## [Work task]
Scan the listing beneath this sentence. Report each line with the word "warn".

## [Data for review]
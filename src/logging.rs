//! Diagnostic logging setup.
//!
//! The human-readable report goes to stdout; tracing output goes to stderr
//! and is filtered through `RUST_LOG` (default `warn`).

use tracing_subscriber::EnvFilter;

/// Install the global subscriber. Safe to call more than once.
pub fn init() {
    let _ = tracing_subscriber::fmt()
        .with_env_filter(
            EnvFilter::try_from_default_env().unwrap_or_else(|_| EnvFilter::new("warn")),
        )
        .with_writer(std::io::stderr)
        .with_target(false)
        .try_init();
}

## [Output of the exercise]
//! and is filtered through `RUST_LOG` (default `warn`).
            EnvFilter::try_from_default_env().unwrap_or_else(|_| EnvFilter::new("warn")),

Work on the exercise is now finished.